Rien à voir avec la Constitution canadienne, mais après deux ans de négociations secrètes, le Canada vient de récupérer de Grande-Bretagne 1200 oeuvres d'art, objets et documents, en grande partie liés au Québec et à son histoire.

Bibliothèque et Archives Canada, en collaboration avec le Musée des beaux-arts du Canada et le Musée canadien des civilisations, ont récupéré au pays cet imposant ensemble d'objets qui appartenaient à la succession Peter Winkworth, né à Montréal mais installé à Londres et, surtout, grand collectionneur d'art et d'objets canadiens remontant jusqu'au XVIIIe siècle.

 

La collection rapatriée comprend 265 aquarelles et dessins, 735 estampes, 13 peintures à l'huile, 94 cartes, 49 photographies et de nombreuses publications et objets divers. Elle renferme des aquarelles réalisées par Maria Morris, l'une des premières artistes professionnelles nées au Canada, et des oeuvres inédites d'artistes peintres comme Clarence Gagnon et George Heriot.

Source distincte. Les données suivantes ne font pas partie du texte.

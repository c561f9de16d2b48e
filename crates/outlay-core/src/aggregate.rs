//! Category aggregation for summary reporting
//!
//! Summaries are recomputed from the full collection on every call. There
//! is no incremental maintenance or caching: collections are expected to
//! stay in the thousands of records, where a full pass is cheap.

use std::collections::HashMap;

use crate::models::{CategoryTotal, Expense, SpendingSummary};

/// Number of top categories reported when the caller has no preference
pub const DEFAULT_TOP_CATEGORIES: usize = 5;

/// Compute total spend, per-category totals, and the top-N categories.
///
/// Categories group by exact string match; the empty string is a valid
/// group of its own. `top_categories` sorts by summed amount descending,
/// and equal totals keep the order in which each category first appeared
/// in `records` — the ranking is deterministic for a given input order.
///
/// Non-finite amounts contribute `0` (ingestion already normalizes parse
/// failures to `0`, this guards documents written by other tools).
pub fn summarize(records: &[Expense], top_n: usize) -> SpendingSummary {
    let mut total = 0.0;
    // First-seen order drives the tie-break, so totals accumulate in an
    // ordered seq with a side index rather than a bare map.
    let mut ordered: Vec<CategoryTotal> = Vec::new();
    let mut position: HashMap<&str, usize> = HashMap::new();

    for record in records {
        let amount = if record.amount.is_finite() {
            record.amount
        } else {
            0.0
        };
        total += amount;

        match position.get(record.category.as_str()) {
            Some(&i) => ordered[i].total += amount,
            None => {
                position.insert(record.category.as_str(), ordered.len());
                ordered.push(CategoryTotal {
                    category: record.category.clone(),
                    total: amount,
                });
            }
        }
    }

    let category_totals = ordered
        .iter()
        .map(|c| (c.category.clone(), c.total))
        .collect();

    // Stable sort over the first-seen ordering: ties stay in appearance order
    let mut top_categories = ordered;
    top_categories.sort_by(|a, b| b.total.total_cmp(&a.total));
    top_categories.truncate(top_n);

    SpendingSummary {
        total,
        count: records.len(),
        category_totals,
        top_categories,
    }
}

Parmi les oeuvres choisies par le Musée des beaux-arts du Canada, on note deux albums des peintres John Elliott Woolford et James Pattison Cockburn, présentées dans l'exposition Lord Dalhousie, Mécène et collectionneur, qui s'arrêtera à Montréal en 2010.

«La qualité est au rendez-vous. Ce sont des albums exceptionnels, en excellent état. On les avait déjà sous forme de prêt pour notre exposition. Ils sont composés de près de 160 oeuvres qui suivent Lord Dalhousie dans ses voyages et qui montrent les chutes au Canada», raconte René Villeneuve, conservateur associé au Musée des beaux-arts du Canada.

Ce dernier a travaillé à la récupération des pièces sous la conduite du conservateur en chef de la collection Peter Winkworth à Bibliothèque et Archives Canada, Jim Burant. Le coût d'acquisition des artefacts ne sera pas dévoilé, toutefois. En 2002, Bibliothèque et Archives Canada avait déjà acheté 4000 artefacts de Peter Winkworth, lui-même, au coût de 6 millions de dollars.

«Quand vous touchez à l'art canadien et à des choses aussi anciennes, croit M. Villeneuve, on crée généralement l'unanimité. Ramener ici de telles richesses, on ne peut pas s'y opposer. Les trois institutions se sont unies pour rendre possible cette acquisition. C'est formidable.»

Parmi les oeuvres acquises, on retrouve également des aquarelles de James Peachey, de George Heriot et de Peter Rindisbacher. Réalisées in situ, depuis les côtes de Terre-Neuve-et-Labrador jusqu'aux Prairies, en passant par plusieurs paysages de la ville de la capitale et d'autres villages de chez nous, ces oeuvres évoquent la vie au Québec au début de son histoire.

De son côté, le Musée canadien des civilisations a acquis des objets reliés à la conquête, dont une montre de poche commémorant la mort du général Wolfe et un cadran solaire de poche en cuivre ayant appartenu à un officier militaire français pendant la guerre de Sept ans. Les artefacts comprennent également une maquette réalisée pour la conception du Monument Wolfe-Montcalm à Québec, commandée par Lord Durham.

Collection Winkworth

Peter Winkworth est mort en 2005 à Londres à l'âge de 76 ans. Sa passion pour les Canadiana (oeuvres d'art canadiennes) a débuté lorsqu'il a acheté une série d'estampes canadiennes de son oncle John Bernard.

Travaillant comme courtier pour une entreprise canadienne à Londres, il aura par ailleurs longuement oeuvré bénévolement à rapatrier au Canada plusieurs oeuvres d'art jusqu'à être nommé conservateur honoraire du Musée McCord. Il a reçu l'Ordre du Canada en 1983.

«C'était un grand passionné, de décrire M. Villeneuve. Une passion comme la sienne, ça commence à la naissance et ça se finit cinq minutes après la mort. M. Winkworth est resté Canadien dans l'âme toute sa vie. Il passait un mois par année à Montréal. Il avait un intérêt viscéral pour la ville.»